The request also includes more than $50 billion for disaster relief, including $220 million for wildland firefighter pay. Senate Appropriations Chair Patty Murray (WA) said supplemental legislation should be passed that includes both domestic and national security priorities. The request will face resistance in the GOP-controlled House as Republicans are hesitant to allocate federal funds to address the issue.

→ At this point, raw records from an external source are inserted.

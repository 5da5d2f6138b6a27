//! Comma-separated rendering of result tables.

use std::io::Write;

use polars::prelude::{AnyValue, DataFrame};

use nfse_transform::data_utils::any_to_string;

/// UTF-8 byte order mark; spreadsheet programs use it to detect the encoding.
pub const UTF8_BOM: &[u8] = b"\xEF\xBB\xBF";

/// Write `df` as comma-separated text: one header line, then one line per
/// row in table order. Nulls are written as empty fields.
pub fn write_csv<W: Write>(mut writer: W, df: &DataFrame, bom: bool) -> csv::Result<()> {
    if bom {
        writer.write_all(UTF8_BOM)?;
    }
    let mut out = csv::WriterBuilder::new()
        .terminator(csv::Terminator::Any(b'\n'))
        .from_writer(writer);
    let columns = df.get_columns();
    out.write_record(columns.iter().map(|column| column.name().as_str()))?;
    let mut record = Vec::with_capacity(columns.len());
    for idx in 0..df.height() {
        record.clear();
        for column in columns {
            record.push(any_to_string(column.get(idx).unwrap_or(AnyValue::Null)));
        }
        out.write_record(&record)?;
    }
    out.flush()?;
    Ok(())
}

#[cfg(test)]
mod tests {
    use super::*;
    use polars::prelude::Column;

    fn render(df: &DataFrame, bom: bool) -> Vec<u8> {
        let mut buffer = Vec::new();
        write_csv(&mut buffer, df, bom).unwrap();
        buffer
    }

    #[test]
    fn renders_rows_in_order() {
        let df = DataFrame::new(vec![
            Column::new("client".into(), vec!["padaria, são joão", "ana"]),
            Column::new("invoice_number".into(), vec![Some(101i64), None]),
            Column::new("region_code".into(), vec!["SP", "RJ"]),
        ])
        .unwrap();
        let text = String::from_utf8(render(&df, false)).unwrap();
        insta::assert_snapshot!(text, @r#"
        client,invoice_number,region_code
        "padaria, são joão",101,SP
        ana,,RJ
        "#);
    }

    #[test]
    fn bom_prefix() {
        let df = DataFrame::new(vec![Column::new("region_code".into(), Vec::<String>::new())])
            .unwrap();
        let bytes = render(&df, true);
        assert!(bytes.starts_with(UTF8_BOM));
        assert_eq!(&bytes[UTF8_BOM.len()..], b"region_code\n");
    }
}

Department of Labor Confirmation
On Wednesday, October 25, on a vote of 51-46, the Senate confirmed Jessica Looman as head of the U.S. Department of Labor (DOL) Wage and Hour Division, which she had been informally leading. In her informal role, Looman has overseen the rollout of a new overtime rule, implementation of higher construction worker wages and ongoing rulemaking on who should be considered an independent contractor. She faces a decline in investigative enforcement staffing and nearly guaranteed pushback from conservatives on issues including worker classification. Previously, Looman was executive director of the Minnesota State Building and Construction Trades Council, a union coalition. Acting Secretary of Labor Julie Su hasn’t received a Senate floor vote more than 220 days after it received her nomination.
Initial Jobless Rate
In the week ending October 21, the advance figure for seasonally adjusted initial claims was 210,000, an increase of 10,000 from the previous week's revised level. The previous week's level was revised up by 2,000 from 198,000 to 200,000. The 4-week moving average was 207,500, an increase of 1,250 from the previous week's revised average. The previous week's average was revised up by 500 from 205,750 to 206,250. The advance seasonally adjusted insured unemployment rate was 1.2 percent for the week ending October 14, unchanged from the previous week's unrevised rate.